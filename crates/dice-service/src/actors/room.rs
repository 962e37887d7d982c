//! `RoomActor` - per-room actor that owns all room state.
//!
//! Each `RoomActor`:
//! - Owns the roster (join order), the bounded result cache and the idle timer
//! - Processes exactly one event at a time; a mutation and its broadcast are
//!   atomic with respect to every other event
//! - Removes itself from the room directory once its roster has been empty
//!   for the idle timeout
//!
//! # Backpressure
//!
//! Broadcasts `send().await` into each roller's bounded outbound mailbox. A
//! full mailbox blocks the room until it drains; a roller whose receiver is
//! gone is skipped.

use crate::errors::DiceError;
use crate::names::uniquify;

use super::messages::{
    RollResults, RollerId, RollerSeat, RoomMessage, RoomState, UsersUpdateInfo,
};
use super::metrics::MetricsSink;
use super::registry::RoomDirectory;
use super::RoomSettings;

use std::collections::{HashSet, VecDeque};
use std::sync::Arc;
use tokio::sync::{mpsc, oneshot};
use tokio::task::JoinHandle;
use tokio::time::Instant;
use tokio_util::sync::CancellationToken;
use tokio_util::task::TaskTracker;
use tracing::{debug, info, instrument, warn};

/// Channel buffer size for the room mailbox.
const ROOM_CHANNEL_BUFFER: usize = 16;

/// Handle to a `RoomActor`.
#[derive(Clone, Debug)]
pub struct RoomActorHandle {
    sender: mpsc::Sender<RoomMessage>,
    cancel_token: CancellationToken,
    name: String,
}

impl RoomActorHandle {
    /// Get the room name.
    #[must_use]
    pub fn name(&self) -> &str {
        &self.name
    }

    /// Enqueue a roller for admission.
    ///
    /// Returns once the request is queued, not once it is processed. Fails
    /// with `RoomNotFound` if the room has already stopped.
    pub async fn add_roller(&self, seat: RollerSeat) -> Result<(), DiceError> {
        self.sender
            .send(RoomMessage::AddRoller { seat })
            .await
            .map_err(|_| DiceError::RoomNotFound(self.name.clone()))
    }

    /// Notify the room that a roller's connection ended.
    pub async fn remove_roller(&self, roller_id: RollerId, name: String) -> Result<(), DiceError> {
        self.sender
            .send(RoomMessage::RemoveRoller { roller_id, name })
            .await
            .map_err(|e| DiceError::Internal(format!("channel send failed: {e}")))
    }

    /// Request a rename for a roller.
    pub async fn profile_update(
        &self,
        roller_id: RollerId,
        old_name: String,
        new_name: String,
    ) -> Result<(), DiceError> {
        self.sender
            .send(RoomMessage::ProfileUpdate {
                roller_id,
                old_name,
                new_name,
            })
            .await
            .map_err(|e| DiceError::Internal(format!("channel send failed: {e}")))
    }

    /// Publish a resolved roll to the room.
    pub async fn roll_completed(&self, results: RollResults) -> Result<(), DiceError> {
        self.sender
            .send(RoomMessage::RollCompleted { results })
            .await
            .map_err(|e| DiceError::Internal(format!("channel send failed: {e}")))
    }

    /// Get current room state.
    pub async fn get_state(&self) -> Result<RoomState, DiceError> {
        let (tx, rx) = oneshot::channel();
        self.sender
            .send(RoomMessage::GetState { respond_to: tx })
            .await
            .map_err(|e| DiceError::Internal(format!("channel send failed: {e}")))?;

        rx.await
            .map_err(|e| DiceError::Internal(format!("response receive failed: {e}")))
    }

    /// Cancel the room actor.
    pub fn cancel(&self) {
        self.cancel_token.cancel();
    }

    /// Check if the actor is cancelled.
    #[must_use]
    pub fn is_cancelled(&self) -> bool {
        self.cancel_token.is_cancelled()
    }

    /// Check if the room has stopped accepting messages.
    #[must_use]
    pub fn is_closed(&self) -> bool {
        self.sender.is_closed()
    }

    /// Handle over a bare mailbox with no actor behind it.
    #[cfg(test)]
    pub(crate) fn from_sender(name: &str, sender: mpsc::Sender<RoomMessage>) -> Self {
        Self {
            sender,
            cancel_token: CancellationToken::new(),
            name: name.to_string(),
        }
    }
}

/// The room actor.
pub struct RoomActor {
    name: String,
    receiver: mpsc::Receiver<RoomMessage>,
    cancel_token: CancellationToken,
    settings: RoomSettings,
    directory: RoomDirectory,
    metrics: Arc<dyn MetricsSink>,
    /// Admitted rollers in join order.
    roster: Vec<RollerSeat>,
    /// Most recent results, oldest first, at most `settings.cached_results`.
    cache: VecDeque<RollResults>,
}

impl RoomActor {
    /// Spawn a room actor on `tracker`.
    ///
    /// The caller is expected to hold the directory write lock and insert
    /// the returned handle under `name` before releasing it.
    pub fn spawn(
        name: String,
        settings: RoomSettings,
        cancel_token: CancellationToken,
        directory: RoomDirectory,
        metrics: Arc<dyn MetricsSink>,
        tracker: &TaskTracker,
    ) -> (RoomActorHandle, JoinHandle<()>) {
        let (sender, receiver) = mpsc::channel(ROOM_CHANNEL_BUFFER);

        let actor = Self {
            name: name.clone(),
            receiver,
            cancel_token: cancel_token.clone(),
            settings,
            directory,
            metrics,
            roster: Vec::new(),
            cache: VecDeque::with_capacity(settings.cached_results),
        };

        let task_handle = tracker.spawn(actor.run());

        let handle = RoomActorHandle {
            sender,
            cancel_token,
            name,
        };

        (handle, task_handle)
    }

    /// Run the actor event loop.
    #[instrument(skip_all, name = "dice.actor.room", fields(room = %self.name))]
    async fn run(mut self) {
        self.metrics.room_started();
        info!(target: "dice.actor.room", room = %self.name, "RoomActor started");

        // A fresh room has nobody in it, so the countdown starts armed
        let idle = tokio::time::sleep(self.settings.idle_timeout);
        tokio::pin!(idle);
        let mut idle_armed = true;
        let mut deregistered = false;

        loop {
            tokio::select! {
                biased;

                () = self.cancel_token.cancelled() => {
                    info!(
                        target: "dice.actor.room",
                        room = %self.name,
                        "RoomActor received cancellation signal"
                    );
                    break;
                }

                msg = self.receiver.recv() => {
                    let Some(message) = msg else {
                        info!(
                            target: "dice.actor.room",
                            room = %self.name,
                            "RoomActor channel closed, exiting"
                        );
                        break;
                    };

                    self.handle_message(message).await;

                    let empty = self.roster.is_empty();
                    if empty && !idle_armed {
                        idle.as_mut().reset(Instant::now() + self.settings.idle_timeout);
                        debug!(
                            target: "dice.actor.room",
                            room = %self.name,
                            idle_timeout_secs = self.settings.idle_timeout.as_secs(),
                            "Room empty, idle countdown armed"
                        );
                    }
                    idle_armed = empty;
                }

                () = &mut idle, if idle_armed => {
                    let mut rooms = self.directory.write().await;
                    if !self.receiver.is_empty() {
                        // Something was queued before we got the lock; it wins
                        continue;
                    }
                    rooms.remove(&self.name);
                    deregistered = true;
                    info!(
                        target: "dice.actor.room",
                        room = %self.name,
                        "Room idle, removed from directory"
                    );
                    break;
                }
            }
        }

        self.shutdown(deregistered).await;
    }

    /// Handle a single message.
    async fn handle_message(&mut self, message: RoomMessage) {
        match message {
            RoomMessage::AddRoller { seat } => self.handle_add(seat).await,
            RoomMessage::RemoveRoller { roller_id, name } => {
                self.handle_remove(roller_id, &name).await;
            }
            RoomMessage::ProfileUpdate {
                roller_id,
                old_name,
                new_name,
            } => {
                self.handle_profile_update(roller_id, &old_name, &new_name)
                    .await;
            }
            RoomMessage::RollCompleted { results } => self.handle_roll(results).await,
            RoomMessage::GetState { respond_to } => {
                let _ = respond_to.send(self.get_state());
            }
        }
    }

    async fn handle_add(&mut self, seat: RollerSeat) {
        let requested = seat.current_name();
        let names = self.roster_names();
        let taken: HashSet<&str> = names.iter().map(String::as_str).collect();
        let name = uniquify(&requested, &taken);

        seat.name.send_replace(name.clone());
        self.roster.push(seat);

        info!(
            target: "dice.actor.room",
            room = %self.name,
            requested = %requested,
            roller = %name,
            rollers = self.roster.len(),
            "Roller joined"
        );

        self.broadcast_users().await;

        // Latecomers catch up on recent rolls, oldest first
        if let Some(seat) = self.roster.last() {
            for results in &self.cache {
                if seat.results.send(results.clone()).await.is_err() {
                    debug!(
                        target: "dice.actor.room",
                        room = %self.name,
                        roller = %name,
                        "Roller gone during cache replay"
                    );
                    break;
                }
            }
        }
    }

    async fn handle_remove(&mut self, roller_id: RollerId, name: &str) {
        let Some(index) = self.position(roller_id) else {
            let err = DiceError::RosterInconsistency {
                roller_id,
                name: name.to_string(),
            };
            warn!(target: "dice.actor.room", room = %self.name, error = %err, "Ignoring removal");
            return;
        };

        let seat = self.roster.remove(index);
        info!(
            target: "dice.actor.room",
            room = %self.name,
            roller = %seat.current_name(),
            rollers = self.roster.len(),
            "Roller left"
        );
        drop(seat);

        self.broadcast_users().await;
    }

    async fn handle_profile_update(&mut self, roller_id: RollerId, old_name: &str, new_name: &str) {
        let Some(index) = self.position(roller_id) else {
            let err = DiceError::RosterInconsistency {
                roller_id,
                name: old_name.to_string(),
            };
            warn!(target: "dice.actor.room", room = %self.name, error = %err, "Ignoring rename");
            return;
        };

        let others: Vec<String> = self
            .roster
            .iter()
            .enumerate()
            .filter(|(i, _)| *i != index)
            .map(|(_, seat)| seat.current_name())
            .collect();
        let taken: HashSet<&str> = others.iter().map(String::as_str).collect();
        let name = uniquify(new_name, &taken);

        if let Some(seat) = self.roster.get(index) {
            let previous = seat.name.send_replace(name.clone());
            info!(
                target: "dice.actor.room",
                room = %self.name,
                from = %previous,
                to = %name,
                "Roller renamed"
            );
        }

        self.broadcast_users().await;
    }

    async fn handle_roll(&mut self, results: RollResults) {
        self.cache.push_back(results.clone());
        while self.cache.len() > self.settings.cached_results {
            self.cache.pop_front();
        }

        debug!(
            target: "dice.actor.room",
            room = %self.name,
            roller = %results.name,
            dice = results.results.len(),
            "Broadcasting roll"
        );

        for seat in &self.roster {
            if seat.results.send(results.clone()).await.is_err() {
                debug!(
                    target: "dice.actor.room",
                    room = %self.name,
                    roller_id = %seat.id,
                    "Skipping roller with closed result mailbox"
                );
            }
        }
    }

    /// Send every roller its own view of the roster.
    async fn broadcast_users(&self) {
        let names = self.roster_names();

        for (index, (seat, own)) in self.roster.iter().zip(&names).enumerate() {
            let update = UsersUpdateInfo {
                self_name: own.clone(),
                others: names
                    .iter()
                    .enumerate()
                    .filter(|(i, _)| *i != index)
                    .map(|(_, n)| n.clone())
                    .collect(),
            };

            if seat.users.send(update).await.is_err() {
                debug!(
                    target: "dice.actor.room",
                    room = %self.name,
                    roller_id = %seat.id,
                    "Skipping roller with closed users mailbox"
                );
            }
        }
    }

    fn roster_names(&self) -> Vec<String> {
        self.roster.iter().map(RollerSeat::current_name).collect()
    }

    fn position(&self, roller_id: RollerId) -> Option<usize> {
        self.roster.iter().position(|seat| seat.id == roller_id)
    }

    fn get_state(&self) -> RoomState {
        RoomState {
            name: self.name.clone(),
            rollers: self.roster_names(),
            cached_results: self.cache.iter().cloned().collect(),
        }
    }

    /// Stop accepting messages and release every roller.
    async fn shutdown(&mut self, deregistered: bool) {
        if !deregistered {
            self.directory.write().await.remove(&self.name);
        }

        // Queued seats and reply channels are dropped here, which closes the
        // matching roller mailboxes.
        self.receiver.close();
        let mut dropped = 0usize;
        while self.receiver.try_recv().is_ok() {
            dropped += 1;
        }
        let rollers = self.roster.len();
        self.roster.clear();

        self.metrics.room_stopped();
        info!(
            target: "dice.actor.room",
            room = %self.name,
            rollers,
            dropped_messages = dropped,
            cached_results = self.cache.len(),
            "RoomActor stopped"
        );
    }
}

═══

DESCRIPTION OF THE TASK
Which of the lines above hold the string "ProfileUpdate"? Pick each of them out.

ANSWER TO THIS EXERCISE
            .send(RoomMessage::ProfileUpdate {
            RoomMessage::ProfileUpdate {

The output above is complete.